Expression affective
L’évitement des émotions fortes et tout particulièrement des émotions pénibles ou angoissantes régit la vie psychique des sujets souffrant d’un trouble de la personnalité évitante. Leur tolérance à la frustration est, en effet, si faible qu’ils recourent à des échappatoires chaque fois qu’ils commencent à se sentir tristes, anxieux, que la dysphorie les menace.
C’est pourquoi le refuge dans la solitude leur apporte la quiétude à laquelle ils aspirent. Contrairement aux sujets souffrant de troubles de la personnalité à conduite d’échec ou de trouble de la personnalité dépendante, les sujets évitants fuient le plaisir comme la douleur, étant donné que cette dernière résulte fréquemment de la cessation du premier. Interrogées sur leurs sentiments, ils prétendent qu’ils ne ressentent rien, qu’ils n’éprouvent aucune émotion agréable ou désagréable. L’évitement émotionnel confine au déni.

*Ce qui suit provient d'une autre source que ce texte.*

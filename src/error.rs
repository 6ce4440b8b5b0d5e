// Copyright 2025 Fernando Borretti
//
// Licensed under the Apache License, Version 2.0 (the "License");
// you may not use this file except in compliance with the License.
// You may obtain a copy of the License at
//
//     http://www.apache.org/licenses/LICENSE-2.0
//
// Unless required by applicable law or agreed to in writing, software
// distributed under the License is distributed on an "AS IS" BASIS,
// WITHOUT WARRANTIES OR CONDITIONS OF ANY KIND, either express or implied.
// See the License for the specific language governing permissions and
// limitations under the License.

use std::error::Error;
use std::fmt::Display;
use std::fmt::Formatter;

/// The crate's one error type: a human-readable message.
#[derive(Debug, PartialEq)]
pub struct ErrorReport {
    message: String,
}

impl ErrorReport {
    pub fn new(message: impl Into<String>) -> Self {
        Self {
            message: message.into(),
        }
    }
}

impl Display for ErrorReport {
    fn fmt(&self, f: &mut Formatter<'_>) -> std::fmt::Result {
        write!(f, "error: {}", self.message)
    }
}

impl Error for ErrorReport {}

pub type Fallible<T> = Result<T, ErrorReport>;

pub fn fail<T>(message: impl Into<String>) -> Fallible<T> {
    Err(ErrorReport::new(message))
}

impl From<std::io::Error> for ErrorReport {
    fn from(value: std::io::Error) -> Self {
        ErrorReport::new(format!("I/O error: {value}"))
    }
}

impl From<serde_json::Error> for ErrorReport {
    fn from(value: serde_json::Error) -> Self {
        ErrorReport::new(format!("JSON error: {value}"))
    }
}

impl From<toml::de::Error> for ErrorReport {
    fn from(value: toml::de::Error) -> Self {
        ErrorReport::new(format!("TOML error: {value}"))
    }
}

impl From<rusqlite::Error> for ErrorReport {
    fn from(value: rusqlite::Error) -> Self {
        ErrorReport::new(format!("database error: {value}"))
    }
}

impl From<walkdir::Error> for ErrorReport {
    fn from(value: walkdir::Error) -> Self {
        ErrorReport::new(format!("directory walk error: {value}"))
    }
}
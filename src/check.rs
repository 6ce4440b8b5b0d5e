// Copyright 2025 Fernando Borretti
//
// Licensed under the Apache License, Version 2.0 (the "License");
// you may not use this file except in compliance with the License.
// You may obtain a copy of the License at
//
//     http://www.apache.org/licenses/LICENSE-2.0
//
// Unless required by applicable law or agreed to in writing, software
// distributed under the License is distributed on an "AS IS" BASIS,
// WITHOUT WARRANTIES OR CONDITIONS OF ANY KIND, either express or implied.
// See the License for the specific language governing permissions and
// limitations under the License.

use std::path::Path;

use crate::deck::Deck;
use crate::deck::find_decks;
use crate::error::Fallible;
use crate::error::fail;

/// Loads and validates every deck file under `directory`.
pub fn check_decks(directory: &Path) -> Fallible<()> {
    if !directory.exists() {
        return fail("directory does not exist.");
    }
    let paths = find_decks(directory)?;
    if paths.is_empty() {
        return fail("no deck files found.");
    }
    for path in paths {
        let deck = Deck::load(&path)?;
        deck.validate()?;
        log::debug!(
            "{}: {} words in {} categories.",
            path.display(),
            deck.len(),
            deck.categories().len()
        );
    }
    println!("ok");
    Ok(())
}
// Copyright 2025 Fernando Borretti
//
// Licensed under the Apache License, Version 2.0 (the "License");
// you may not use this file except in compliance with the License.
// You may obtain a copy of the License at
//
//     http://www.apache.org/licenses/LICENSE-2.0
//
// Unless required by applicable law or agreed to in writing, software
// distributed under the License is distributed on an "AS IS" BASIS,
// WITHOUT WARRANTIES OR CONDITIONS OF ANY KIND, either express or implied.
// See the License for the specific language governing permissions and
// limitations under the License.

mod api;
mod get;
mod post;
pub mod server;
mod state;
mod template;
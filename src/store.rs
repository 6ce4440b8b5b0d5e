// Copyright 2025 Fernando Borretti
//
// Licensed under the Apache License, Version 2.0 (the "License");
// you may not use this file except in compliance with the License.
// You may obtain a copy of the License at
//
//     http://www.apache.org/licenses/LICENSE-2.0
//
// Unless required by applicable law or agreed to in writing, software
// distributed under the License is distributed on an "AS IS" BASIS,
// WITHOUT WARRANTIES OR CONDITIONS OF ANY KIND, either express or implied.
// See the License for the specific language governing permissions and
// limitations under the License.

use std::collections::HashMap;

use crate::error::Fallible;

/// A key/blob store holding serialized session snapshots.
pub trait StateStore {
    /// Returns the blob stored under `key`, if any.
    fn load(&self, key: &str) -> Fallible<Option<String>>;

    /// Overwrites the blob stored under `key`.
    fn save(&mut self, key: &str, blob: &str) -> Fallible<()>;
}

/// A store that lives and dies with the process.
#[derive(Default, Debug)]
pub struct MemoryStore {
    blobs: HashMap<String, String>,
}

impl MemoryStore {
    pub fn new() -> Self {
        Self::default()
    }

    /// Seeds the store with a blob.
    pub fn with(mut self, key: &str, blob: &str) -> Self {
        self.blobs.insert(key.to_string(), blob.to_string());
        self
    }
}

impl StateStore for MemoryStore {
    fn load(&self, key: &str) -> Fallible<Option<String>> {
        Ok(self.blobs.get(key).cloned())
    }

    fn save(&mut self, key: &str, blob: &str) -> Fallible<()> {
        self.blobs.insert(key.to_string(), blob.to_string());
        Ok(())
    }
}
mod backend;
mod metadata_store;
mod memory_store;
mod mock_ai;
mod redis_service;

pub use backend::AutomationBackend;
pub use metadata_store::MetadataStore;
pub use memory_store::MemoryMetadataStore;
pub use mock_ai::{clean_tags, MockAutomation};
pub use redis_service::RedisMetadataStore;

Ils se réfugient volontiers dans un monde de rêveries mièvres où ils échafaudent des idylles imaginaires. Ils affectionnent les romans-photos à l’eau de rose, les magazines consacrés aux professionnels du bonheur exhibé, les films sirupeux qui finissent bien. Ils échafaudent des amours secrètes et jamais déclarées avec des collègues de travail déjà liés, voire des inconnus, croisés régulièrement dans les transports en commun. À force de fuir les sentiments pénibles, ils cultivent un isolement sentimental qui s’apparente à un isolement sensoriel. L’envie impuissante du succès des autres, le dépit et bientôt l’aigreur font place à la quiétude des rêveries sentimentales. La dépression, l’hypochondrie, les thèmes interprétatifs, voire persécutifs, prennent la relève.
Style cognitif
La distractibilité caractérise l’état psychique habituel des sujets évitants, tant la place du rêve éveillé et de l’imagination est grande et l’emporte sur les réalités de l’existence. L’hésitation qui colore tous leurs comportements et toutes leurs émotions affecte également leur organisation cognitive. L’indécision et la perplexité anxieuse modifient notablement leurs processus cognitifs qui peuvent s’embrouiller au point d’atteindre un état quasi confusionnel, spécialement dans les situations sociales embarrassantes. Ils peuvent alors perdre tous leurs moyens intellectuels et donner l’impression d’une déficience mentale, d’une pseudo-débilité. Lorsque ces situations particulièrement redoutées adviennent, elles confirment leurs pires attentes négatives. C’est le cas lors de la recherche précipitée d’informations ou d’approbations auprès de tiers qui les rabrouent (chauffeurs de taxi irascibles, employés d’administration revêches), ce qui revient à multiplier les expériences de rejet.